Correio braziliense, n. 20364, 21/02/2019. Cidades, p. 22
Secretaria produzirá livros didáticos
Cézar Feitoza
21/02/2019
Educação » A ideia da pasta é criar material escolar que possa ser complementado a plataformas digitais. Entretanto, 15 mil alunos da rede pública do Distrito Federal ainda não receberam as obras básicas para o ano letivo
A Secretaria de Educação anunciou que produzirá material didático próprio para a rede pública de ensino do Distrito Federal. Serão livros de ciências, português e matemática escritos e revisados por um grupo de 50 professores vinculados à pasta. Eles começarão a se encontrar em março no Centro de Aperfeiçoamento de Profissionais da Educação para a criação do material.
A proposta da Secretaria de Educação é produzir obras complementares a plataformas digitais, como um movimento para a “plena informatização das escolas públicas”. Segundo o secretário Rafael Parente, os novos livros didáticos não substituirão aqueles entregues pelo Fundo Nacional de Desenvolvimento da Educação (FNDE). “O livro que vem do FNDE não é o único utilizado nas escolas públicas do DF. Na maioria, as escolas têm outros cadernos e apostilas que tratam de temas mais específicos. Queremos criar e desenvolver, aos poucos, um material didático que seja nosso e se torne o livro principal, norteador da educação pública do DF”, explica Rafael.

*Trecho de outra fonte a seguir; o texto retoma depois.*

#![no_main]
use libfuzzer_sys::fuzz_target;
use utf8wide::{decode, encode};

fn codec(data: &[u8]) {
    // Decoding arbitrary bytes must never panic, and any successful decode
    // must be stable under a further encode -> decode trip. Decoded scalars
    // never exceed 2^31 - 1 (the six-byte lead keeps one payload bit), so
    // the round-trip law applies to all of them.
    if let Ok(scalars) = decode(data) {
        let reencoded = encode(&scalars);
        assert_eq!(decode(&reencoded), Ok(scalars));
    }

    // Drive the encoder with arbitrary 31-bit scalars as well; these must
    // round-trip exactly.
    let scalars: Vec<u32> = data
        .chunks_exact(4)
        .map(|chunk| u32::from_le_bytes(chunk.try_into().unwrap()) & 0x7FFF_FFFF)
        .collect();
    assert_eq!(decode(&encode(&scalars)), Ok(scalars));
}

fuzz_target!(|data: &[u8]| codec(data));
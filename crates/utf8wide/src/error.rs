use thiserror::Error;

/// Error returned by [`decode`](crate::decode) and
/// [`decode_into`](crate::decode_into).
#[derive(Error, Debug, Clone, Copy, PartialEq, Eq)]
pub enum DecodeError {
    /// A multi-byte lead byte promised more continuation bytes than remain
    /// in the buffer.
    #[error(
        "truncated sequence: lead byte {lead:#04x} at offset {offset} needs {needed} continuation bytes, {available} remain"
    )]
    TruncatedSequence {
        /// The lead byte that opened the incomplete sequence.
        lead: u8,
        /// Byte offset of that lead byte within the input.
        offset: usize,
        /// Continuation bytes the lead byte calls for.
        needed: usize,
        /// Continuation bytes actually left before the buffer ends.
        available: usize,
    },
}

Professores da rede pública de ensino do DF que quiserem participar da produção do livro serão submetidos a um processo seletivo. Os trabalhos devem começar em março, e a pasta estima que, em abril, o material chegue aos alunos. “Estamos firmando uma parceria para impressão, diagramação e ilustração. Acredito que o tempo não é curto para um projeto ainda incipiente, que vai ser aperfeiçoado no decorrer do tempo, em outras edições”, destaca o secretário de Educação.
Mestre em educação e professor do Departamento de Planejamento da Universidade de Brasília (UnB), Cleyton Hércules Gontijo considera pequeno o tempo para a produção, principalmente porque os educadores terão de escrever e revisar o conteúdo em horários alternativos, por não serem liberados de sala de aula. “É uma ideia boa. Toda ação que procura contextualizar a prática de ensino com a realidade do aluno é louvável. Mas é preciso muito cuidado, o tempo para uma produção dessas costuma ser extenso, de pelo menos seis meses”, alerta.
Os custos de produção serão bancados pelo orçamento da Secretaria de Educação, e a pasta tenta conseguir a destinação de emendas parlamentares de deputados distritais para complementar a receita. Segundo o governo, ainda não há custo previsto para a produção do material, tampouco se sabe a tiragem dele.
Remanejamento
Mesmo com um projeto de produzir novos materiais didáticos, 15 mil alunos da rede pública de ensino não receberam os livros básicos neste ano. O FNDE, responsável pelo repasse do material, enviou ao DF a quantidade de obras referentes à quantidade de alunos matriculados em 2017, ano em que havia menos estudantes na rede. O deficit aconteceu porque o Ministério da Educação se baseou nos últimos dados atualizados do Censo Escolar para realizar a compra.
Na tentativa de resolver o problema, a Secretaria de Educação tenta remanejar livros entre as escolas para que todos os alunos os recebam em até duas semanas. “Acreditamos que não temos livros suficientes, mesmo entregando o material que tenha sobrado em algumas escolas para as unidades que faltam. Recorremos ao FNDE para a compra de novo material, mas não temos prazo para a entrega. Infelizmente, prejudica a aprendizagem, mas entregamos material complementar para os alunos nessa quarta-feira (ontem), e os professores estão se adequando”, diz Rafael Parente.